Keterbatasan lahan tentu menjadi salah satu kendala Pemerintah Daerah untuk
mengembangkan Tugu Khatulistiwa menjadi kawasan wisata yang menarik. Di
sekitar lokasi Tugu Khatulistiwa, (tepatnya sebelah kanan, kiri dan
belakang) terdapat tanah yang merupakan BMN. Berdasarkan hasil
penelitian Badan Pengkajian dan Penerapan Teknologi, posisi nol derajat telah
bergeser 117 meter dari titik semula ke arah Sungai Kapuas.
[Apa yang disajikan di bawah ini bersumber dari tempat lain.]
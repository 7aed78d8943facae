//! Hindsight CLI — the main entry point.
//!
//! Commands:
//! - `inject` — Read a prompt payload from stdin, emit an example block
//! - `status` — Show resolved configuration and corpus statistics
//!
//! `inject` is the hook entry and the default command. It always exits 0:
//! the surrounding prompt pipeline must never be failed by this engine.
//! Diagnostics go to stderr; stdout carries only the injectable block.

use clap::{Parser, Subcommand};

mod commands;

#[derive(Parser)]
#[command(
    name = "hindsight",
    about = "Hindsight — few-shot episodic memory for prompt pipelines",
    version
)]
struct Cli {
    #[command(subcommand)]
    command: Option<Commands>,

    /// Enable verbose logging (stderr)
    #[arg(short, long, global = true)]
    verbose: bool,
}

#[derive(Subcommand)]
enum Commands {
    /// Read a JSON payload from stdin and print the injectable block
    Inject,

    /// Show resolved configuration and corpus statistics
    Status,
}

fn main() {
    let cli = Cli::parse();

    let filter = if cli.verbose { "debug" } else { "warn" };
    tracing_subscriber::fmt()
        .with_env_filter(
            tracing_subscriber::EnvFilter::try_from_default_env()
                .unwrap_or_else(|_| tracing_subscriber::EnvFilter::new(filter)),
        )
        .with_writer(std::io::stderr)
        .with_target(false)
        .init();

    match cli.command.unwrap_or(Commands::Inject) {
        Commands::Inject => commands::inject::run(),
        Commands::Status => commands::status::run(),
    }
}
//! Episodic store — persistent JSONL storage for the example corpus.
//!
//! Each line of the corpus file is one JSON-encoded [`Example`]. The format
//! is backward read-compatible: unknown fields are ignored and malformed or
//! invalid records are skipped rather than failing the load.
//!
//! Storage location: `~/.hindsight/examples.jsonl` (configurable).
//!
//! The store hands out immutable [`Corpus`] snapshots. Concurrent
//! invocations in separate processes may race on `persist`; a lost
//! access-count update is an accepted degradation, not an error.

use hindsight_core::error::StoreError;
use hindsight_core::example::{Corpus, Example};
use std::collections::HashSet;
use std::path::PathBuf;
use std::sync::RwLock;
use tracing::{debug, warn};

/// Persistence boundary for the example corpus.
///
/// `load` is infallible by contract: a missing or unreadable source reads
/// as an empty corpus. `persist` can fail, and every caller treats that
/// failure as non-fatal.
pub trait ExampleStore: Send + Sync {
    /// The store name (e.g., "jsonl", "in_memory").
    fn name(&self) -> &str;

    /// Read a fresh snapshot of the corpus.
    fn load(&self) -> Corpus;

    /// Write the corpus back.
    fn persist(&self, corpus: &Corpus) -> Result<(), StoreError>;
}

/// A file-backed store using JSONL (one JSON object per line).
pub struct JsonlStore {
    path: PathBuf,
}

impl JsonlStore {
    /// Create a store over the given corpus file. The file is not touched
    /// until `load` or `persist` is called.
    pub fn new(path: PathBuf) -> Self {
        Self { path }
    }

    pub fn path(&self) -> &PathBuf {
        &self.path
    }
}

impl ExampleStore for JsonlStore {
    fn name(&self) -> &str {
        "jsonl"
    }

    fn load(&self) -> Corpus {
        let content = match std::fs::read_to_string(&self.path) {
            Ok(c) => c,
            Err(_) => {
                debug!(path = %self.path.display(), "No corpus file, starting empty");
                return Corpus::default();
            }
        };

        let mut seen_ids: HashSet<String> = HashSet::new();
        let examples: Vec<Example> = content
            .lines()
            .filter(|line| !line.trim().is_empty())
            .filter_map(|line| match serde_json::from_str::<Example>(line) {
                Ok(example) if example.is_valid() => Some(example),
                Ok(example) => {
                    warn!(id = %example.id, rating = example.rating, "Skipping invalid example record");
                    None
                }
                Err(e) => {
                    warn!(error = %e, "Skipping malformed corpus line");
                    None
                }
            })
            .filter(|example| {
                // First record wins on duplicate ids.
                if seen_ids.insert(example.id.clone()) {
                    true
                } else {
                    warn!(id = %example.id, "Skipping duplicate example id");
                    false
                }
            })
            .collect();

        debug!(path = %self.path.display(), count = examples.len(), "Corpus loaded");
        Corpus::new(examples)
    }

    fn persist(&self, corpus: &Corpus) -> Result<(), StoreError> {
        if let Some(parent) = self.path.parent() {
            std::fs::create_dir_all(parent).map_err(|e| StoreError::Io {
                path: self.path.clone(),
                reason: format!("failed to create corpus directory: {e}"),
            })?;
        }

        let mut content = String::new();
        for example in &corpus.examples {
            let line = serde_json::to_string(example).map_err(|e| StoreError::Serialize {
                id: example.id.clone(),
                reason: e.to_string(),
            })?;
            content.push_str(&line);
            content.push('\n');
        }

        std::fs::write(&self.path, &content).map_err(|e| StoreError::Io {
            path: self.path.clone(),
            reason: e.to_string(),
        })
    }
}

/// An in-memory store holding examples in a Vec.
/// Useful for tests and ephemeral runs where persistence isn't needed.
#[derive(Default)]
pub struct InMemoryStore {
    examples: RwLock<Vec<Example>>,
}

impl InMemoryStore {
    pub fn new(examples: Vec<Example>) -> Self {
        Self {
            examples: RwLock::new(examples),
        }
    }
}

impl ExampleStore for InMemoryStore {
    fn name(&self) -> &str {
        "in_memory"
    }

    fn load(&self) -> Corpus {
        Corpus::new(self.examples.read().map(|e| e.clone()).unwrap_or_default())
    }

    fn persist(&self, corpus: &Corpus) -> Result<(), StoreError> {
        if let Ok(mut examples) = self.examples.write() {
            *examples = corpus.examples.clone();
        }
        Ok(())
    }
}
Titik baru tersebut
berada di atas tanah BMN dimaksud.
Dalam rangka optimalisasi aset, meningkatkan penerimaan negara/daerah
serta memberikan manfaat untuk kesejahteraan rakyat diperlukan koordinasi dan
kerjasama yang baik antara pemerintah pusat dan pemerintah daerah (Pemerintah
Provinsi Kalimantan Barat dan Pemerintah Kota Pontianak) untuk bersama-sama
lebih mengembangkan potensi Tugu Khatulistiwa sehingga dapat lebih dikenal di
seluruh dunia.
Dengan optimalisasi pengelolaan Barang Milik Negara dan Barang Milik
Daerah pada Tugu Khatulistiwa diharapkan keberadaan Tugu Khatulistiwa tidak lagi
membebani pemerintah dalam pemeliharaannya, akan tetapi dapat berkontribusi
dalam meningkatkan penerimaan negara/daerah. Dengan tumbuhnya sektor
pariwisata, diharapkan dapat memberi manfaat dan dampak ekonomi dan sosial bagi masyarakat
sekitarnya (multiplier effect) dalam
pembangunan dan perekonomian di wilayah Kalimantan Barat sehingga Pemulihan
Ekonomi Nasional dapat segera terwujud.